:: Problem details ::
The records follow. Filter them to the lines that hold "here".

:: Saved entries ::
- - -

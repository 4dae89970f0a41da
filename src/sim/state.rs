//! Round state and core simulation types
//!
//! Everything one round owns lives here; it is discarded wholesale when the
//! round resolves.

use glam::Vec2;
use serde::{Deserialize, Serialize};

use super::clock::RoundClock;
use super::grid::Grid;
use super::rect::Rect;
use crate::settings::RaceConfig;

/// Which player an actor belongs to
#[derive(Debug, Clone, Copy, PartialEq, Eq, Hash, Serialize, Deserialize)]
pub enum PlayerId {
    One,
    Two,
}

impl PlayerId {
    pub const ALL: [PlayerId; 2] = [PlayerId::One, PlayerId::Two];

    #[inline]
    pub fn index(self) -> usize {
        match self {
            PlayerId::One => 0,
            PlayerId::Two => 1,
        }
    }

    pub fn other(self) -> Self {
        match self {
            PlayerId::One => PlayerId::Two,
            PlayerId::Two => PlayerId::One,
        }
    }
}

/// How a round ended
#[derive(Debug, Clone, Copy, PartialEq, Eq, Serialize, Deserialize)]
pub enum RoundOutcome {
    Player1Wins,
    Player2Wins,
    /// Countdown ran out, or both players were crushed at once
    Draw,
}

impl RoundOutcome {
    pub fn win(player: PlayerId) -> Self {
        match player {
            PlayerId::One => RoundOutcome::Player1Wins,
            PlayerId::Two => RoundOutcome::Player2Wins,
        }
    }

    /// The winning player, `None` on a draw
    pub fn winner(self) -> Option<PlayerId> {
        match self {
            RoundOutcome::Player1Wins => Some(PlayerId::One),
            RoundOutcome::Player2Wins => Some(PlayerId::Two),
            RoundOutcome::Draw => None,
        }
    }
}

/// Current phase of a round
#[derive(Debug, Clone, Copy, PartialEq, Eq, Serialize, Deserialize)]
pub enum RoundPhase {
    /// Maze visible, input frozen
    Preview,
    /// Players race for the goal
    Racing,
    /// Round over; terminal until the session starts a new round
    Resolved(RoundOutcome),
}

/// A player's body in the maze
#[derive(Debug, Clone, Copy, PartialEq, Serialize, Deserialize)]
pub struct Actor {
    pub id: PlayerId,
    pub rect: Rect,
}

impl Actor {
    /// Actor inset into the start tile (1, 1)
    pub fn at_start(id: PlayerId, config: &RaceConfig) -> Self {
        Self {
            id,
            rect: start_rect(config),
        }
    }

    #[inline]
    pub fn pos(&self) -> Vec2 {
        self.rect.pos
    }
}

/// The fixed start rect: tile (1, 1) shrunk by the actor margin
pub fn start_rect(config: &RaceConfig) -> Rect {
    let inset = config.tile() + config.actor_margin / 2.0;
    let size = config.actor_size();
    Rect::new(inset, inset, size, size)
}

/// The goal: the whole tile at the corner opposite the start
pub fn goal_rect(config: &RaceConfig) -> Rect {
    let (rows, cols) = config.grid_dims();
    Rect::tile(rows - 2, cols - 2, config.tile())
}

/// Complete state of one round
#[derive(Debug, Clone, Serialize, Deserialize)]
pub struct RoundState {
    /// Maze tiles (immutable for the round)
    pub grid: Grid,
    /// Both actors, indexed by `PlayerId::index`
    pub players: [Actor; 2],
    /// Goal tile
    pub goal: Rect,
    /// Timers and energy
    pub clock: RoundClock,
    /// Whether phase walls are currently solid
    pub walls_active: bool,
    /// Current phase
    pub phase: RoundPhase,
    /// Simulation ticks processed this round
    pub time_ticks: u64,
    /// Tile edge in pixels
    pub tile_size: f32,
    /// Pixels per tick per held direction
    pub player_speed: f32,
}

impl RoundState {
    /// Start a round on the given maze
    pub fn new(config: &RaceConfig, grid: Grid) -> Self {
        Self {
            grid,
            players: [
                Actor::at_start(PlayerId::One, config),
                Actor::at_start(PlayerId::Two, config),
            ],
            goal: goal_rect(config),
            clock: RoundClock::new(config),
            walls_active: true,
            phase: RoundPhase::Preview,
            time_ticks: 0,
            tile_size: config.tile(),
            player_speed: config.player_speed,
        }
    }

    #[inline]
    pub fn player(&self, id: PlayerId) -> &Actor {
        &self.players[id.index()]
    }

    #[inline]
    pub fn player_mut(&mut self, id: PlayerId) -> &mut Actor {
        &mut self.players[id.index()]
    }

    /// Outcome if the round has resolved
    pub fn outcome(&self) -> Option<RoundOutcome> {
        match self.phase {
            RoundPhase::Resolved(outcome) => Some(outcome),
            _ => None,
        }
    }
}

- - -

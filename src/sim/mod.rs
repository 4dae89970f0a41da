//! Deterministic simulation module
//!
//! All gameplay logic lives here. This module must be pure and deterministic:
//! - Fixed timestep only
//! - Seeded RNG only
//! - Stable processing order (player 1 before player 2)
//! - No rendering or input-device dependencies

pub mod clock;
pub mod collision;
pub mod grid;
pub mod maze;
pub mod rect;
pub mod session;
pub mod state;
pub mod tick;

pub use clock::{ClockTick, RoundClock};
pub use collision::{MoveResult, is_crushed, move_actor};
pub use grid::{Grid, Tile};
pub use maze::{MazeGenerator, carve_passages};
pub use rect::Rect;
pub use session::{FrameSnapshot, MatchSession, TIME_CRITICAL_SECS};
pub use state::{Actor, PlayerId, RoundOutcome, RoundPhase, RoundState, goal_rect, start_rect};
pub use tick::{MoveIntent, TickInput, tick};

- - -

:: Expected answer ::
//! Everything one round owns lives here; it is discarded wholesale when the
//! All gameplay logic lives here. This module must be pure and deterministic:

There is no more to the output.